Il m’a semblé reconnaître une nature virile dans Bazaine, en observant la calme et courageuse immobilité de son visage, tandis qu’une populace insensée s’acharnait autour de sa voiture en poussant les cris furieux de : Lâche ! Cochon ! Polisson ! au moment où il quittait son quartier général pour se constituer prisonnier, quand la reddition fut consommée 5. Il m’a semblé reconnaître encore cette virilité quand il fit face à ses juges, avant qu’ils se retirassent pour le condamner. Sa réponse à l’appel du duc d’Aumale, articulée tête haute, comme il convenait à un soldat français, une rougeur colorant ses joues blêmes, un éclair superbe de fierté sévère dans ses yeux bleus, mais sans le moindre tremblement dans cette vaillante voix, avec laquelle il avait si souvent commandé la marche en avant à plus d’un de ceux qui se trouvaient parmi ses auditeurs ; sa réponse, dis-je, pleine de dignité, fut prononcée d’une voix ferme :

« J’ai sur la poitrine deux mots : « Honneur et Patrie », qui ont été la devise de ma vie. Je n’y ai jamais manqué, ni à Metz, ni pendant mes quarante-deux ans de service. Je le jure par le Christ ! »

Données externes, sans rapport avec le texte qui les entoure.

//! Daemon Lifecycle Management
//!
//! Wires the index, queue, processor and HTTP API together, waits for a
//! shutdown signal, then tears everything down in order under one deadline.

use std::future::Future;
use std::sync::Arc;

use anyhow::{anyhow, Context, Result};
use tokio::signal;
use tokio::sync::broadcast;
use tokio::time::Instant;
use tracing::{error, info};

use crate::config::Config;
use crate::index::IndexLifecycleManager;
use crate::query::SearchFederation;
use crate::queue::{self, Queue};

use super::http::{AppState, HttpServer};
use super::processor::LogProcessor;

/// Running application instance
pub struct Daemon {
    config: Config,
    ilm: Arc<IndexLifecycleManager>,
    queue: Arc<dyn Queue>,
    processor: Arc<LogProcessor>,
    shutdown_tx: broadcast::Sender<()>,
}

impl Daemon {
    /// Open the index, start the hourly jobs, connect the queue and start
    /// the processor. A scheduler failure is fatal.
    pub async fn start(config: Config) -> Result<Self> {
        info!("Starting logfed daemon");

        let ilm = IndexLifecycleManager::open(config.index.clone())
            .await
            .context("Failed to open index")?;

        ilm.start_scheduler()
            .await
            .context("Failed to start rollover and retention scheduler")?;

        let queue = queue::connect(&config.queue)
            .await
            .context("Failed to connect ingest queue")?;

        let processor = Arc::new(LogProcessor::new(
            queue.clone(),
            ilm.clone(),
            config.processor.max_concurrency,
        ));
        processor.start();

        let (shutdown_tx, _) = broadcast::channel(16);

        info!(
            base_prefix = %config.index.base_prefix.display(),
            retention_hours = config.index.retention_hours,
            "Daemon initialized"
        );

        Ok(Self {
            config,
            ilm,
            queue,
            processor,
            shutdown_tx,
        })
    }

    pub fn index(&self) -> Arc<IndexLifecycleManager> {
        self.ilm.clone()
    }

    pub fn queue(&self) -> Arc<dyn Queue> {
        self.queue.clone()
    }

    pub fn processor(&self) -> Arc<LogProcessor> {
        self.processor.clone()
    }

    /// State shared by the HTTP handlers
    pub fn app_state(&self) -> AppState {
        AppState {
            queue: self.queue.clone(),
            ilm: self.ilm.clone(),
            search: SearchFederation::new(self.ilm.clone()),
            processor: self.processor.clone(),
        }
    }

    /// Ask a running daemon to shut down
    pub fn request_shutdown(&self) {
        let _ = self.shutdown_tx.send(());
    }

    /// Serve the HTTP API until Ctrl+C, SIGTERM or [`Self::request_shutdown`],
    /// then shut down.
    pub async fn run(&self) -> Result<()> {
        let server = HttpServer::new(self.config.http.clone(), self.app_state());
        let listener = server.bind().await?;

        let mut requested = self.shutdown_tx.subscribe();
        let http_shutdown = self.shutdown_tx.subscribe();
        let mut http_handle = tokio::spawn(server.serve(listener, http_shutdown));

        info!("Daemon running");

        tokio::select! {
            _ = signal::ctrl_c() => info!("Received Ctrl+C, shutting down"),
            _ = wait_for_sigterm() => info!("Received SIGTERM, shutting down"),
            _ = requested.recv() => info!("Shutdown requested"),
            result = &mut http_handle => {
                // the server exited on its own; still run the rest of shutdown
                match result {
                    Ok(Ok(())) => info!("HTTP server stopped"),
                    Ok(Err(e)) => error!("HTTP server failed: {:#}", e),
                    Err(e) => error!("HTTP server task failed: {}", e),
                }
                return self.shutdown(None).await;
            }
        }

        self.shutdown(Some(http_handle)).await
    }

    /// Staged shutdown: stop HTTP, stop the scheduler, close the queue,
    /// drain the processor, close every shard. All stages share one deadline;
    /// missing it fails with the name of the stage that was still running.
    pub async fn shutdown(
        &self,
        http_handle: Option<tokio::task::JoinHandle<Result<()>>>,
    ) -> Result<()> {
        let deadline = Instant::now() + self.config.http.shutdown_deadline();
        info!(
            deadline_secs = self.config.http.shutdown_deadline_secs,
            "Shutting down daemon"
        );

        let _ = self.shutdown_tx.send(());
        if let Some(handle) = http_handle {
            match stage("stopping the HTTP server", deadline, handle).await? {
                Ok(Ok(())) => {}
                Ok(Err(e)) => error!("HTTP server error during shutdown: {:#}", e),
                Err(e) => error!("HTTP server task failed: {}", e),
            }
        }

        stage("stopping the scheduler", deadline, self.ilm.stop_scheduler()).await?;
        stage("closing the queue", deadline, self.queue.close()).await?;
        stage("draining the processor", deadline, self.processor.shutdown()).await?;
        stage("closing shards", deadline, self.ilm.close_all())
            .await?
            .context("Failed to close shards")?;

        info!("Daemon shutdown complete");
        Ok(())
    }
}

async fn stage<F: Future>(name: &'static str, deadline: Instant, fut: F) -> Result<F::Output> {
    tokio::time::timeout_at(deadline, fut)
        .await
        .map_err(|_| anyhow!("shutdown deadline exceeded while {}", name))
}

/// Wait for SIGTERM signal
#[cfg(unix)]
async fn wait_for_sigterm() {
    use tokio::signal::unix::{signal, SignalKind};
    match signal(SignalKind::terminate()) {
        Ok(mut sigterm) => {
            sigterm.recv().await;
        }
        Err(e) => {
            tracing::warn!("Failed to register SIGTERM handler: {}", e);
            std::future::pending::<()>().await;
        }
    }
}

#[cfg(not(unix))]
async fn wait_for_sigterm() {
    std::future::pending::<()>().await
}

Ce vieux soldat, qui avait littéralement trouvé son bâton de maréchal dans son sac, s’était toute sa vie conformé à cette noble devise. La simple et mâle dignité de son caractère se révèle à chaque page de cette défense, diffuse, sans art et singulièrement candide. Quand le général Rivières 6 l’auteur du rapport qui formulait l’accusation — un homme qui avait servi sous son commandement, — vint instruire son procès, il couvrit d’indignes railleries son ancien chef à l’heure de l’affliction. « Ah vous songiez, n’est-ce pas, à épargner votre armée pour l’imposer à la France lorsque Paris aurait succombé ? »

« Faites votre devoir ! » fut la ferme réponse militaire de Bazaine.

Son sentiment inné de la discipline se trouve révélé dans sa résignation à endurer sa captivité dans l’île de Sainte-Marguerite, jusqu’à ce que l’ordre lui vînt de revêtir le costume gris du condamné.

« Le costume de l’infamie ! » s’écrie le vieux soldat, dans un beau mouvement de désolation et de courroux.

« Cet outrage dépassait les bornes de la patience, ajouta-t-il, et je me décidai à m’évader, coûte que coûte. »

La vérité est que, de toutes les folies du temps, mêlé d’héroïsme et de bassesse, qui suivit la déchéance de l’Empire, de toutes les fausses pistes de vengeance sur lesquelles la nation française s’est ameutée en poussant des clameurs et des aboiements, avec d’autant plus de force qu’elle cherchait à se tromper elle-même, de toutes les injustices que commit jamais un peuple enragé de honte, torturé par un orgueil humilié, possédé du désir furieux d’avoir un bouc émissaire, de toutes les folies, dis-je, la persécution de Bazaine fut la plus folle, la plus perfide et la plus cruelle. Elle fut l’épisode le plus indigne et le plus vil d’une époque qui, si elle a été féconde en patriotisme, l’a été plus encore en indignité et en bassesse.

Bazaine fut sa victime.

L’honnête homme, le serviteur militaire de l’Empire fut abandonné, chargé de responsabilités, quand l’Empereur partait pour Châlons.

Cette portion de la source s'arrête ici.